======== STORED DATA

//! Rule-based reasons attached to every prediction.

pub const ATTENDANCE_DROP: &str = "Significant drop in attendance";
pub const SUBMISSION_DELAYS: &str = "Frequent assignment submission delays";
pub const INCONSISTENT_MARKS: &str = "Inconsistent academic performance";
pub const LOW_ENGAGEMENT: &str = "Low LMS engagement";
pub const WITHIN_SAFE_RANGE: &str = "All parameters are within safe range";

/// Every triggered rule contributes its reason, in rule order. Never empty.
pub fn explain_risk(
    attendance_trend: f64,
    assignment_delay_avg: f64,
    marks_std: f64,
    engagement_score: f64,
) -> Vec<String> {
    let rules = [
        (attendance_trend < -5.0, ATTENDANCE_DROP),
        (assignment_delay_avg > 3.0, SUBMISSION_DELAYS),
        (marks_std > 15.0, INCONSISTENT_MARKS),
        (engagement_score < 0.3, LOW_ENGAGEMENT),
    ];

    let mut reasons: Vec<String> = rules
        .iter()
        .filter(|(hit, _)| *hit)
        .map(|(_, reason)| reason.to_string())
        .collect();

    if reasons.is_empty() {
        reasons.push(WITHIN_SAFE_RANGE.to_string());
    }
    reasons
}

================
======== STORED DATA

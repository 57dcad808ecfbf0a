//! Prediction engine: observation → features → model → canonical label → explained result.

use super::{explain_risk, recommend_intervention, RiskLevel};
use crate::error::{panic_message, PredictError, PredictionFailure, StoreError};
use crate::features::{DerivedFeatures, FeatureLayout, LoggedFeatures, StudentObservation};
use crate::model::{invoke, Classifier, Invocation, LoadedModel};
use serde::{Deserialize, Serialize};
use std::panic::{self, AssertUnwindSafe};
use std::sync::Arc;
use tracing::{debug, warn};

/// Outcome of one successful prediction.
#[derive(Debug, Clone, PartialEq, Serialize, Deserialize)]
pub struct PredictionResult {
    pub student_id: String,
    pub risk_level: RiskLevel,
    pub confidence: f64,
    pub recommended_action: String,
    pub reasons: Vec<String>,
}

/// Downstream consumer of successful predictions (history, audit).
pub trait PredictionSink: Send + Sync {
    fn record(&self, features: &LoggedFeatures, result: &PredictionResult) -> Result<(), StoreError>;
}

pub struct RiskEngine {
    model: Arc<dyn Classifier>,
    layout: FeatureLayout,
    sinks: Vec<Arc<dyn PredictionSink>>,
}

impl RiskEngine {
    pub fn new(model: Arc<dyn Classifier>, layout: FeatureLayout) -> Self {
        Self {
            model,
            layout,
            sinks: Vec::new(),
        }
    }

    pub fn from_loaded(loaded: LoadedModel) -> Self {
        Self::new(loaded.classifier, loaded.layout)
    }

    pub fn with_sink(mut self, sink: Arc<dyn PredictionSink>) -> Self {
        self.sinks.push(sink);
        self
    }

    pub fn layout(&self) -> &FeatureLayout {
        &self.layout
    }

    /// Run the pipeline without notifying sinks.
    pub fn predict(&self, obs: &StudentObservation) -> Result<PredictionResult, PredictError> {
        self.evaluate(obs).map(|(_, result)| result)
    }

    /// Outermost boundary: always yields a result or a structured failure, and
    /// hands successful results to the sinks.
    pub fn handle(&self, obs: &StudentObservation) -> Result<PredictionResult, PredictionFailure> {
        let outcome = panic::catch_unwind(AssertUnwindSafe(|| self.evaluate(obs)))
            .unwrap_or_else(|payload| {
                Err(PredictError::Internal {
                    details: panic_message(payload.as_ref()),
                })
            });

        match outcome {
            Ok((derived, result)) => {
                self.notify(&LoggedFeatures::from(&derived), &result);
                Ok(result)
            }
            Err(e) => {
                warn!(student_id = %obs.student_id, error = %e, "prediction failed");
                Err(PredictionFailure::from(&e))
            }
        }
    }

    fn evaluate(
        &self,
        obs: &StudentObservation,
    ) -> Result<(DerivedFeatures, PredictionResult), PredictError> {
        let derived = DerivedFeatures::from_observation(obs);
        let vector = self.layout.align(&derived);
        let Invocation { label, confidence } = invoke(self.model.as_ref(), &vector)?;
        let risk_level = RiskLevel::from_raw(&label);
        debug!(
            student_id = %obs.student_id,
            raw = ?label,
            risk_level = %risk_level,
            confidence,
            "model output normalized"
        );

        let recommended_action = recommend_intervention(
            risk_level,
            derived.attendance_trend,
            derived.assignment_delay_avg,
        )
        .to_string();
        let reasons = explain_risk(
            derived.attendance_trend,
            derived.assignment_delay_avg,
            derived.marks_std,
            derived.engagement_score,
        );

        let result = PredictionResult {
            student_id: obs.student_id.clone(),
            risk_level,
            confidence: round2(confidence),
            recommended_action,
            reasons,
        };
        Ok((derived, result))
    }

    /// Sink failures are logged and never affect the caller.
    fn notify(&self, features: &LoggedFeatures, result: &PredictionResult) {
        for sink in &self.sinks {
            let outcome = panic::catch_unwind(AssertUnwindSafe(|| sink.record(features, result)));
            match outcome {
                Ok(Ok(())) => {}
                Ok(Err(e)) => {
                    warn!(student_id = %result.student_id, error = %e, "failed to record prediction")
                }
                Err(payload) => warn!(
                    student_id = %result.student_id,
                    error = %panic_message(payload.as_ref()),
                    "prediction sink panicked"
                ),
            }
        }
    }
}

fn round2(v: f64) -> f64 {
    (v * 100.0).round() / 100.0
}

================

*TASK DIRECTIONS*. Within the records above, each line containing "FeatureLayout" is to be returned.

*EXERCISE ANSWER*.
use crate::features::{DerivedFeatures, FeatureLayout, LoggedFeatures, StudentObservation};
    layout: FeatureLayout,
    pub fn new(model: Arc<dyn Classifier>, layout: FeatureLayout) -> Self {
    pub fn layout(&self) -> &FeatureLayout {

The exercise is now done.